There is an unpatchable vulnerability that affects most modern cars. It's buried in the Controller Area Network (CAN):
> Researchers say this flaw is not a vulnerability in the classic meaning of the word. This is because the flaw is more of a CAN standard design choice that makes it unpatchable. > > Patching the issue means changing how the CAN standard works at its lowest levels. Researchers say car manufacturers can only mitigate the vulnerability via specific network countermeasures, but cannot eliminate it entirely.

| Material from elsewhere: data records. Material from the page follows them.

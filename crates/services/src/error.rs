//! Shared error types for the services crate.

use thiserror::Error;

use fitrack_core::ingest::IngestError;
use fitrack_core::model::ProgramId;
use fitrack_core::tracker::SelectionError;
use storage::repository::StorageError;
use storage::sqlite::SqliteInitError;

/// Errors emitted by the tracker workflow.
#[derive(Debug, Error)]
#[non_exhaustive]
pub enum TrackerError {
    #[error("program {0} not found")]
    ProgramNotFound(ProgramId),
    #[error(transparent)]
    Selection(#[from] SelectionError),
    /// The backend rejected a write; local state was rolled back.
    #[error("could not sync {operation}: {source}")]
    Sync {
        operation: &'static str,
        #[source]
        source: StorageError,
    },
    #[error(transparent)]
    Storage(#[from] StorageError),
}

impl TrackerError {
    pub(crate) fn sync(operation: &'static str, source: StorageError) -> Self {
        Self::Sync { operation, source }
    }
}

/// Errors emitted by `CatalogService`.
#[derive(Debug, Error)]
#[non_exhaustive]
pub enum CatalogError {
    #[error(transparent)]
    Ingest(#[from] IngestError),
    #[error(transparent)]
    Storage(#[from] StorageError),
}

/// Errors emitted by the REST backend.
#[derive(Debug, Error)]
#[non_exhaustive]
pub enum RestError {
    #[error("FITRACK_API_BASE_URL is not set")]
    MissingBaseUrl,
    #[error("invalid FITRACK_API_RETRIES value: {0}")]
    InvalidRetries(String),
    #[error("request failed with status {0}")]
    HttpStatus(reqwest::StatusCode),
    #[error(transparent)]
    Http(#[from] reqwest::Error),
    #[error(transparent)]
    Ingest(#[from] IngestError),
}

impl RestError {
    /// Whether a write may be attempted again.
    #[must_use]
    pub fn is_transient(&self) -> bool {
        match self {
            Self::HttpStatus(status) => {
                status.is_server_error() || *status == reqwest::StatusCode::TOO_MANY_REQUESTS
            }
            Self::Http(err) => err.is_timeout() || err.is_connect() || err.is_request(),
            _ => false,
        }
    }
}

impl From<RestError> for StorageError {
    fn from(err: RestError) -> Self {
        match err {
            RestError::HttpStatus(reqwest::StatusCode::NOT_FOUND) => Self::NotFound,
            RestError::HttpStatus(reqwest::StatusCode::CONFLICT) => Self::Conflict,
            RestError::Ingest(e) => Self::Serialization(e.to_string()),
            RestError::Http(e) if e.is_decode() => Self::Serialization(e.to_string()),
            other => Self::Connection(other.to_string()),
        }
    }
}

/// Errors emitted while bootstrapping app services.
#[derive(Debug, Error)]
#[non_exhaustive]
pub enum AppServicesError {
    #[error(transparent)]
    Sqlite(#[from] SqliteInitError),
    #[error(transparent)]
    Rest(#[from] RestError),
    #[error(transparent)]
    Storage(#[from] StorageError),
}
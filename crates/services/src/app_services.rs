use std::sync::Arc;

use fitrack_core::model::{ProgramId, TrackerSettings};
use storage::repository::{ProgramRepository, ProgressRepository, Storage};

use crate::Clock;
use crate::catalog_service::CatalogService;
use crate::error::AppServicesError;
use crate::remote::{RestBackend, RestConfig};
use crate::sessions::TrackerLoopService;

/// Assembles app-facing services over one backend.
#[derive(Clone)]
pub struct AppServices {
    programs: Arc<dyn ProgramRepository>,
    catalog: Arc<CatalogService>,
    tracker: Arc<TrackerLoopService>,
}

impl AppServices {
    /// Build services over any storage pair.
    #[must_use]
    pub fn from_storage(storage: Storage, clock: Clock, settings: TrackerSettings) -> Self {
        let catalog = Arc::new(CatalogService::new(Arc::clone(&storage.programs)));
        let tracker = Arc::new(
            TrackerLoopService::new(
                clock,
                Arc::clone(&storage.programs),
                Arc::clone(&storage.progress),
            )
            .with_settings(settings),
        );
        Self {
            programs: storage.programs,
            catalog,
            tracker,
        }
    }

    /// Build services backed by `SQLite` storage.
    ///
    /// # Errors
    ///
    /// Returns `AppServicesError::Sqlite` if storage initialization fails.
    pub async fn new_sqlite(
        db_url: &str,
        clock: Clock,
        settings: TrackerSettings,
    ) -> Result<Self, AppServicesError> {
        let storage = Storage::sqlite(db_url).await?;
        Ok(Self::from_storage(storage, clock, settings))
    }

    /// Build services backed by the REST API.
    ///
    /// # Errors
    ///
    /// Returns `AppServicesError::Rest` if the HTTP client cannot be built.
    pub fn new_rest(
        config: RestConfig,
        clock: Clock,
        settings: TrackerSettings,
    ) -> Result<Self, AppServicesError> {
        let backend = RestBackend::new(config)?;
        let programs: Arc<dyn ProgramRepository> = Arc::new(backend.clone());
        let progress: Arc<dyn ProgressRepository> = Arc::new(backend);
        Ok(Self::from_storage(
            Storage { programs, progress },
            clock,
            settings,
        ))
    }

    #[must_use]
    pub fn catalog(&self) -> Arc<CatalogService> {
        Arc::clone(&self.catalog)
    }

    #[must_use]
    pub fn tracker(&self) -> Arc<TrackerLoopService> {
        Arc::clone(&self.tracker)
    }

    /// The preferred program when it exists, otherwise the first listed one.
    ///
    /// # Errors
    ///
    /// Returns `AppServicesError::Storage` if the catalog cannot be read.
    pub async fn resolve_program(
        &self,
        preferred: ProgramId,
    ) -> Result<Option<ProgramId>, AppServicesError> {
        if self.programs.get_program(preferred).await?.is_some() {
            return Ok(Some(preferred));
        }
        let listed = self.programs.list_programs().await?;
        Ok(listed.first().map(|p| p.id))
    }
}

Details on how the attack works are here:
> The CAN messages, including errors, are called "frames." Our attack focuses on how CAN handles errors. Errors arise when a device reads values that do not correspond to the original expected value on a frame. When a device detects such an event, it writes an error message onto the CAN bus in order to "recall" the errant frame and notify the other devices to entirely ignore the recalled frame. This mishap is very common and is usually due to natural causes, a transient malfunction, or simply by too many systems and modules trying to send frames through the CAN at the same time. > > If a device sends out too many errors, then -- as CAN standards dictate -- it goes into a so-called Bus Off state, where it is cut off from the CAN and prevented from reading and/or writing any data onto the CAN. This feature is helpful in isolating clearly malfunctioning devices and stops them from triggering the other modules/systems on the CAN. > > This is the exact feature that our attack abuses. Our attack triggers this particular feature by inducing enough errors such that a targeted device or system on the CAN is made to go into the Bus Off state, and thus rendered inert/inoperable. This, in turn, can drastically affect the car's performance to the point that it becomes dangerous and even fatal, especially when essential systems like the airbag system or the antilock braking system are deactivated. All it takes is a specially-crafted attack device, introduced to the car's CAN through local access, and the reuse of frames already circulating in the CAN rather than injecting new ones (as previous attacks in this manner have done).